Corporate Governance

We have broad expertise and decades of experience in all matters of corporate governance.

We are well versed in the topic of control, management and supervision of and within companies in a comprehensive manner and from a wide variety of perspectives. Thus, our experts tackle this topic from the perspective of – legal and management – science, teaching and post-university education as well as from the perspective of the advising lawyer.

In addition to our independent advisory work, we have experience in functions on the board level of industrial, commercial, financial and service companies, which is why we are always capable of discussing diverse corporate governance issues with the respective shareholders, board members and members of the executive board at eye level and in their language.

Legal advisory

As part of our corporate governance advisory services, we evaluate and optimise the corporate governance of our clients, considering national and international best practices.

As independent advisors, we offer support in a wide range of areas of corporate governance, in regard to

  • the evaluation and optimisation of the company’s corporate governance, considering national and international best practices,
  • the composition, size, evaluation, and renewal of the board of directors and the executive management,
  • the processes of collaboration within the board of directors and within board committees,
  • the structuring, organisation and division of responsibilities at the highest levels of the company,
  • the establishment of effective supervision and risk management within the company,
  • the handling and the resolution of disagreements within the board of directors, within the executive management, between individual corporate bodies or with shareholders as well as within the shareholder base,
  • the optimisation of the internal corporate governance of the company, in particular with regard to the regulation of competences and the governance of group companies within group structures,
  • the development of owners’ strategies,
  • succession planning within the shareholder structure,
  • the structuring of executive remuneration in accordance with legal requirements,
  • the disclosure of the company’s corporate governance in its annual report and on its website, including ESG reporting, considering relevant disclosure rules and investors’ expectations,
  • the development and implementation of corporate social responsibility concepts within the company,
  • the development and implementation of information and communication concepts to shareholders, and
  • the engagement of the board of directors with institutional investors, asset managers, proxy advisors and other stakeholders.

Training and coaching

We train and coach founding members, owners, members of the board of directors, members of the executive management as well as other senior executives in all aspects of corporate governance, tailoring the training and coaching to the needs of each individual company.
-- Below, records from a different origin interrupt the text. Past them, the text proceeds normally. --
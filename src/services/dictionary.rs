use std::collections::HashMap;
use std::path::Path;

use regex::{Captures, Regex};
use serde::{Deserialize, Serialize};
use tracing::warn;

use crate::error::StoreError;
use crate::services::store;

pub const DICTIONARY_FILE: &str = "dictionary.json";

/// One glossary substitution.
#[derive(Debug, Serialize, Deserialize, Clone, PartialEq, Eq)]
pub struct DictEntry {
    pub find: String,

    #[serde(default)]
    pub replace: String,

    #[serde(default)]
    pub ignore_case: bool,
}

/// User glossary applied to every translated string.
///
/// All terms are compiled into one alternation and replaced in a single
/// left-to-right pass, so replacement text is never rewritten again.
#[derive(Default)]
pub struct Dictionary {
    entries: Vec<DictEntry>,
    pattern: Option<Regex>,
    replacements: Vec<String>,
}

impl Dictionary {
    pub fn new(entries: Vec<DictEntry>) -> Self {
        let mut ordered: Vec<&DictEntry> = entries.iter().filter(|e| !e.find.is_empty()).collect();
        // Longer terms first so "Hero Lv" wins over "Hero" at the same position.
        ordered.sort_by(|a, b| b.find.chars().count().cmp(&a.find.chars().count()));

        let alternatives: Vec<String> = ordered
            .iter()
            .map(|e| {
                let term = regex::escape(&e.find);
                if e.ignore_case {
                    format!("((?i:{term}))")
                } else {
                    format!("({term})")
                }
            })
            .collect();
        let replacements = ordered.iter().map(|e| e.replace.clone()).collect();

        let pattern = if alternatives.is_empty() {
            None
        } else {
            match Regex::new(&alternatives.join("|")) {
                Ok(re) => Some(re),
                Err(err) => {
                    warn!(terms = alternatives.len(), error = %err, "dictionary disabled");
                    None
                }
            }
        };

        Self {
            entries,
            pattern,
            replacements,
        }
    }

    pub fn entries(&self) -> &[DictEntry] {
        &self.entries
    }

    pub fn is_empty(&self) -> bool {
        self.pattern.is_none()
    }

    pub fn apply(&self, text: &str) -> String {
        let Some(re) = &self.pattern else {
            return text.to_string();
        };

        re.replace_all(text, |caps: &Captures| {
            // Group i+1 belongs to the i-th ordered term.
            (1..caps.len())
                .find(|&i| caps.get(i).is_some())
                .and_then(|i| self.replacements.get(i - 1))
                .cloned()
                .unwrap_or_else(|| caps[0].to_string())
        })
        .into_owned()
    }
}

pub fn load(dir: &Path) -> Vec<DictEntry> {
    let entries: Vec<DictEntry> = store::read_json_or_default(&dir.join(DICTIONARY_FILE));
    normalize(entries)
}

pub fn save(dir: &Path, entries: Vec<DictEntry>) -> Result<Vec<DictEntry>, StoreError> {
    let entries = normalize(entries);
    store::write_json(&dir.join(DICTIONARY_FILE), &entries)?;
    Ok(entries)
}

/// Drops empty terms, keeps the last entry per `(find, ignore_case)`, sorts.
fn normalize(entries: Vec<DictEntry>) -> Vec<DictEntry> {
    let mut map: HashMap<(String, bool), DictEntry> = HashMap::new();

    for e in entries {
        if e.find.trim().is_empty() {
            continue;
        }
        map.insert((e.find.clone(), e.ignore_case), e);
    }

    let mut out: Vec<DictEntry> = map.into_values().collect();
    out.sort_by(|a, b| (a.find.as_str(), a.ignore_case).cmp(&(b.find.as_str(), b.ignore_case)));
    out
}

#[cfg(test)]
mod tests {
    use super::*;

    fn entry(find: &str, replace: &str, ignore_case: bool) -> DictEntry {
        DictEntry {
            find: find.into(),
            replace: replace.into(),
            ignore_case,
        }
    }

    #[test]
    fn longest_term_wins() {
        let d = Dictionary::new(vec![
            entry("Hero", "Anh hùng", false),
            entry("Hero Lv", "Cấp anh hùng", false),
        ]);
        assert_eq!(d.apply("Hero Lv 5, Hero"), "Cấp anh hùng 5, Anh hùng");
    }

    #[test]
    fn replacement_text_is_not_rewritten() {
        let d = Dictionary::new(vec![
            entry("Hero Lv", "Level of Hero", false),
            entry("Hero", "Anh hùng", false),
        ]);
        assert_eq!(d.apply("Hero Lv 5, Hero"), "Level of Hero 5, Anh hùng");
    }

    #[test]
    fn mixed_case_rules_in_one_pass() {
        let d = Dictionary::new(vec![
            entry("gold", "vàng", true),
            entry("Gold Coin", "Xu vàng", false),
        ]);
        assert_eq!(d.apply("Gold Coin, GOLD, gold coin"), "Xu vàng, vàng, vàng coin");
    }

    #[test]
    fn case_insensitive_and_literal_replacement() {
        let d = Dictionary::new(vec![entry("potion", "Thuốc $1", true)]);
        assert_eq!(d.apply("POTION x2, Potion"), "Thuốc $1 x2, Thuốc $1");
    }

    #[test]
    fn empty_dictionary_is_identity() {
        let d = Dictionary::new(vec![entry("", "x", false)]);
        assert!(d.is_empty());
        assert_eq!(d.apply("giữ nguyên"), "giữ nguyên");
    }

    #[test]
    fn save_dedups_and_reloads() {
        let dir = tempfile::tempdir().unwrap();
        let saved = save(
            dir.path(),
            vec![
                entry("Slime", "Chất nhờn", false),
                entry("  ", "bỏ", false),
                entry("Slime", "Slime xanh", false),
                entry("Gold", "Vàng", false),
            ],
        )
        .unwrap();

        assert_eq!(
            saved,
            vec![entry("Gold", "Vàng", false), entry("Slime", "Slime xanh", false)]
        );
        assert_eq!(load(dir.path()), saved);
    }

    #[test]
    fn missing_file_loads_empty() {
        let dir = tempfile::tempdir().unwrap();
        assert!(load(dir.path()).is_empty());
    }
}
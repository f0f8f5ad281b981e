use std::fs;
use std::path::{Path, PathBuf};

use serde::de::DeserializeOwned;
use serde::Serialize;
use tracing::warn;

use crate::error::StoreError;

/// Reads a JSON file; `Ok(None)` when it does not exist.
pub fn read_json<T: DeserializeOwned>(path: &Path) -> Result<Option<T>, StoreError> {
    if !path.exists() {
        return Ok(None);
    }

    let data = fs::read_to_string(path)?;
    Ok(Some(serde_json::from_str(&data)?))
}

/// Like [`read_json`], but logs and falls back to the default on any error.
pub fn read_json_or_default<T: DeserializeOwned + Default>(path: &Path) -> T {
    match read_json(path) {
        Ok(Some(v)) => v,
        Ok(None) => T::default(),
        Err(e) => {
            warn!(path = %path.display(), error = %e, "failed to load, using defaults");
            T::default()
        }
    }
}

pub fn write_json<T: Serialize + ?Sized>(path: &Path, value: &T) -> Result<(), StoreError> {
    let json = serde_json::to_string_pretty(value)?;
    write_atomic(path, json.as_bytes())
}

pub fn write_atomic(path: &Path, bytes: &[u8]) -> Result<(), StoreError> {
    let tmp = tmp_path(path);

    if let Some(parent) = tmp.parent() {
        fs::create_dir_all(parent)?;
    }

    fs::write(&tmp, bytes)?;

    if path.exists() {
        fs::remove_file(path)?;
    }

    fs::rename(&tmp, path)?;

    Ok(())
}

fn tmp_path(path: &Path) -> PathBuf {
    let mut p = path.to_path_buf();
    let file_name = match path.file_name().and_then(|s| s.to_str()) {
        Some(n) => n.to_string(),
        None => "data".to_string(),
    };
    p.set_file_name(format!("{file_name}.tmp"));
    p
}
Training and coaching is available for supervisory and executive bodies or board committees as well as for individual members of such bodies.

Independent advice for the board of directors

Internationally, it is increasingly becoming best practice for the board of directors to be advised by experts who are independent of the group or executive management, i.e., who have no business relationship with the operational level of the company. Our experts are available with their competence and experience as independent (project-related or permanent) advisors to the board of directors or its corporate governance committee. Thanks to our boutique business model with the seamless integration of internal and external services, our independence is guaranteed. Learn more…

Participation in the board of directors or on supervisory bodies

Our experts are also prepared to contribute their corporate governance expertise by serving on the boards of directors or on supervisory bodies of Swiss companies. Each mandate as an independent member of such a corporate body follows the careful evaluation of the company and its current situation and requires the election by the general meeting or the respective electoral body. Learn more…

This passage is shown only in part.